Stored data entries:
* * * * * * * * *

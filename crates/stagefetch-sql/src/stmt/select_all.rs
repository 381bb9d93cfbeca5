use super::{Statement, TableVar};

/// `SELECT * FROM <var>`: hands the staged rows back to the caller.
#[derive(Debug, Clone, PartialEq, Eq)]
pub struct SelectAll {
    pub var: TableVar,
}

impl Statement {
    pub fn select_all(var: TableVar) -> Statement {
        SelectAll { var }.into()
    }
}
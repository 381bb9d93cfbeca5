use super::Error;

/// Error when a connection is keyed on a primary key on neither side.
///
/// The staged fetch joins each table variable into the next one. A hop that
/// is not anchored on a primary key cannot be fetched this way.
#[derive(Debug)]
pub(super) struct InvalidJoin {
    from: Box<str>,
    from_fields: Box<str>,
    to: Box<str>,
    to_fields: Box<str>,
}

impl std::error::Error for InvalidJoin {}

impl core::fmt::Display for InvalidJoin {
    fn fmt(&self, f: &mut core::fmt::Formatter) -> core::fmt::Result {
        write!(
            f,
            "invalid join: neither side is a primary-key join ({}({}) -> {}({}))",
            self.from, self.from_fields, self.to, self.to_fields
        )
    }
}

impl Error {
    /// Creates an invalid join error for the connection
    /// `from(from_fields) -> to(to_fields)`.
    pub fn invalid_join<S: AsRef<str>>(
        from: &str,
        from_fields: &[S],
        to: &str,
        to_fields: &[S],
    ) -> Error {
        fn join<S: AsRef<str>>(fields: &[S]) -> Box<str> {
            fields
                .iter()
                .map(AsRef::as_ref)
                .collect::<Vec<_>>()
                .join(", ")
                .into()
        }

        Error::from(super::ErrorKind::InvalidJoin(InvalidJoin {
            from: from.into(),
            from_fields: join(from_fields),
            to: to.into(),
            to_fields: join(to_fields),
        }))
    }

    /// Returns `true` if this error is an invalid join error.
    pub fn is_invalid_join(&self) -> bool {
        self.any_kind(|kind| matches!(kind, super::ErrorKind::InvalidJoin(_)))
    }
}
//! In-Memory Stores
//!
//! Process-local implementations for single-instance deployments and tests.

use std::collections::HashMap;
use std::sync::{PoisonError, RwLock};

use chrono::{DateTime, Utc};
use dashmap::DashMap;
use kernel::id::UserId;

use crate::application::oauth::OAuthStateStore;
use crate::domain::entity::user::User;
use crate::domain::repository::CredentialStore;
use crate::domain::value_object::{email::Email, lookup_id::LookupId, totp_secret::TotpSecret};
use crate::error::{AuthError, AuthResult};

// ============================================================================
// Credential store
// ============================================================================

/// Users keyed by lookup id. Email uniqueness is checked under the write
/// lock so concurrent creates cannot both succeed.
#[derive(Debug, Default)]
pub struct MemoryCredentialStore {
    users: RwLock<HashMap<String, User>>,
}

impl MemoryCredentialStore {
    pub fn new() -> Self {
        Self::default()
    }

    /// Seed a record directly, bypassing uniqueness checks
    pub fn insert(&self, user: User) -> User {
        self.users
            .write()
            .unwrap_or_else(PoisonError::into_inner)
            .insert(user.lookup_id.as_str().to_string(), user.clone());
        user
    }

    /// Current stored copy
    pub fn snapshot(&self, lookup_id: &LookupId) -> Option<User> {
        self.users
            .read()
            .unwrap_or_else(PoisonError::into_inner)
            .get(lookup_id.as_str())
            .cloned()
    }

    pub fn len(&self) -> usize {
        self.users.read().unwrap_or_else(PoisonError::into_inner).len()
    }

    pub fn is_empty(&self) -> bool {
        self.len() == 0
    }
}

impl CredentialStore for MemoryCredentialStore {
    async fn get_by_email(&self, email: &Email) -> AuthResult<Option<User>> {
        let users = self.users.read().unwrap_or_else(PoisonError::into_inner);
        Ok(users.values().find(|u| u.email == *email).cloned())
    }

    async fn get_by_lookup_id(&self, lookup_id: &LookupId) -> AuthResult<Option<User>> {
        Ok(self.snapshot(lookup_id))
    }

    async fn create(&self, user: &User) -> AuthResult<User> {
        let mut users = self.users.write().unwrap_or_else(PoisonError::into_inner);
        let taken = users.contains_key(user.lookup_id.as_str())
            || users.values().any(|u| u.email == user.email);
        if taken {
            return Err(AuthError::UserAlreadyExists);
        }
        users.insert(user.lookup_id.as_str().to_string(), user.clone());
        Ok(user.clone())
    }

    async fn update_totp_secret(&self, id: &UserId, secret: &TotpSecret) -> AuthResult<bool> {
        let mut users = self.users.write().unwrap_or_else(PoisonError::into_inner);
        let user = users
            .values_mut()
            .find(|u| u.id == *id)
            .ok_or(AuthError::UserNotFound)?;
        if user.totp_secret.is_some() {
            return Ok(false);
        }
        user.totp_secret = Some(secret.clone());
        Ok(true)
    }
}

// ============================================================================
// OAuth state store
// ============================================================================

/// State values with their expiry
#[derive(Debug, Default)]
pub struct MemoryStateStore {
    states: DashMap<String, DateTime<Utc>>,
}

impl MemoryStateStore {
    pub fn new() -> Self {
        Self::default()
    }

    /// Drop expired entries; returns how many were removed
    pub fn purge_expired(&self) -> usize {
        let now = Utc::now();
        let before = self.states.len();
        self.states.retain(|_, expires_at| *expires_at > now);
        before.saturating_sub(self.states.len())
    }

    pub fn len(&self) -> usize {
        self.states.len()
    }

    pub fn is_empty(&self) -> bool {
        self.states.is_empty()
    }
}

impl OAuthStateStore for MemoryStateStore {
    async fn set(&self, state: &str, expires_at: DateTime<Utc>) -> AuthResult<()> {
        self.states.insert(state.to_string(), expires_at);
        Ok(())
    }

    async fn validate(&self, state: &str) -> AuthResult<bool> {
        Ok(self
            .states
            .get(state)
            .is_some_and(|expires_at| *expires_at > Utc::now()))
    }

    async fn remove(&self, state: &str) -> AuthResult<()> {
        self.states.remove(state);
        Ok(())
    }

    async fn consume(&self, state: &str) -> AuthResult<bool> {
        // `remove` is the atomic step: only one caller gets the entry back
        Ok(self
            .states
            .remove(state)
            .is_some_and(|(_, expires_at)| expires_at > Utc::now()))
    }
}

* * * * * * * * *

* _What is expected_
Give solely the number of lines in the data that contain the string "connection".

* _Answer to this exercise_
2